» **Exercise prompt**
Pull every line with "that" from the entries below.

__________________________________________________

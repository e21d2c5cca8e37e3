//! Relative and absolute date resolution for extracted date phrases.

use chrono::{DateTime, Datelike, NaiveDate, TimeDelta, TimeZone, Utc, Weekday};

const ABSOLUTE_FORMATS: [&str; 4] = ["%Y-%m-%d", "%m/%d/%Y", "%B %d %Y", "%b %d %Y"];
const MONTH_DAY_FORMATS: [&str; 2] = ["%B %d %Y", "%b %d %Y"];

/// Longest `in N days` offset accepted, in days.
const MAX_OFFSET_DAYS: i64 = 3660;

/// Resolve a date phrase against `reference`.
///
/// Relative phrases keep the reference time of day:
///
/// - `today` is the reference itself, `tomorrow` one day later;
/// - a weekday name, optionally after `next`, resolves to its next
///   occurrence strictly after the reference day, so naming the
///   reference's own weekday means one week later;
/// - `in N days` / `in N weeks` adds the offset.
///
/// Absolute dates resolve to midnight UTC. A month and day without a year
/// takes the reference year, or the next year when that day has already
/// passed.
///
/// Returns `None` for anything that does not parse.
pub fn parse_relative_date(candidate: &str, reference: DateTime<Utc>) -> Option<DateTime<Utc>> {
    let normalized = normalize(candidate);
    if normalized.is_empty() {
        return None;
    }

    match normalized.as_str() {
        "today" => return Some(reference),
        "tomorrow" => return reference.checked_add_signed(TimeDelta::days(1)),
        _ => {}
    }
    if let Some(days) = parse_offset_days(&normalized) {
        return reference.checked_add_signed(TimeDelta::try_days(days)?);
    }

    let weekday_text = normalized.strip_prefix("next ").unwrap_or(&normalized);
    if let Some(weekday) = parse_weekday(weekday_text) {
        return next_weekday(weekday, reference);
    }

    let date = parse_absolute(&normalized).or_else(|| parse_month_day(&normalized, reference))?;
    date.and_hms_opt(0, 0, 0)
        .map(|naive| Utc.from_utc_datetime(&naive))
}

/// Next occurrence of `weekday` strictly after `reference`'s day.
fn next_weekday(weekday: Weekday, reference: DateTime<Utc>) -> Option<DateTime<Utc>> {
    let target = weekday.num_days_from_monday();
    let today = reference.weekday().num_days_from_monday();
    let ahead = match target.saturating_add(7).saturating_sub(today) % 7 {
        0 => 7,
        n => n,
    };
    reference.checked_add_signed(TimeDelta::days(i64::from(ahead)))
}

/// Days in `in N day(s)` or `in N week(s)`.
fn parse_offset_days(text: &str) -> Option<i64> {
    let mut tokens = text.split_whitespace();
    let (Some("in"), Some(count), Some(unit), None) =
        (tokens.next(), tokens.next(), tokens.next(), tokens.next())
    else {
        return None;
    };
    let count: i64 = count.parse().ok()?;
    let days = match unit {
        "day" | "days" => Some(count),
        "week" | "weeks" => count.checked_mul(7),
        _ => None,
    }?;
    (0..=MAX_OFFSET_DAYS).contains(&days).then_some(days)
}

fn parse_weekday(text: &str) -> Option<Weekday> {
    text.parse::<Weekday>().ok()
}

fn parse_absolute(text: &str) -> Option<NaiveDate> {
    ABSOLUTE_FORMATS
        .iter()
        .find_map(|fmt| NaiveDate::parse_from_str(text, fmt).ok())
}

fn parse_month_day(text: &str, reference: DateTime<Utc>) -> Option<NaiveDate> {
    let year = reference.year();
    let in_year = |y: i32| {
        let with_year = format!("{text} {y}");
        MONTH_DAY_FORMATS
            .iter()
            .find_map(|fmt| NaiveDate::parse_from_str(&with_year, fmt).ok())
    };
    let date = in_year(year)?;
    if date < reference.date_naive() {
        return in_year(year.saturating_add(1));
    }
    Some(date)
}

/// Lowercase, drop commas and dots, strip ordinal suffixes and map
/// `sept` to `sep`.
fn normalize(candidate: &str) -> String {
    candidate
        .to_lowercase()
        .replace([',', '.'], " ")
        .split_whitespace()
        .map(|token| {
            if token == "sept" {
                return "sep".to_owned();
            }
            strip_ordinal(token).to_owned()
        })
        .collect::<Vec<_>>()
        .join(" ")
}

fn strip_ordinal(token: &str) -> &str {
    if !token.starts_with(|c: char| c.is_ascii_digit()) {
        return token;
    }
    ["st", "nd", "rd", "th"]
        .iter()
        .find_map(|suffix| token.strip_suffix(suffix))
        .filter(|digits| digits.chars().all(|c| c.is_ascii_digit()))
        .unwrap_or(token)
}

__________________________________________________

» **Written answer**
/// takes the reference year, or the next year when that day has already
/// Returns `None` for anything that does not parse.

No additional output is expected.